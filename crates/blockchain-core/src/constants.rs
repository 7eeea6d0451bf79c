pub const HASH_SIZE: usize = 32;
pub const HASH_HEX_SIZE: usize = HASH_SIZE * 2;
/// Leading zero bytes a block hash needs to count as proof-of-work.
pub const POW_TARGET_ZERO_BYTES: u8 = 3;
pub const ALICE: &str = "Alice";
pub const BOB: &str = "Bob";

===

About this exercise
Each of the lines above should be printed again precisely as it reads.

Answer box
filename crates/blockchain-core/src/constants.rs
repository 7eeea6d0451bf79c
pub const HASH_SIZE: usize = 32;
pub const HASH_HEX_SIZE: usize = HASH_SIZE * 2;
/// Leading zero bytes a block hash needs to count as proof-of-work.
pub const POW_TARGET_ZERO_BYTES: u8 = 3;
pub const ALICE: &str = "Alice";
pub const BOB: &str = "Bob";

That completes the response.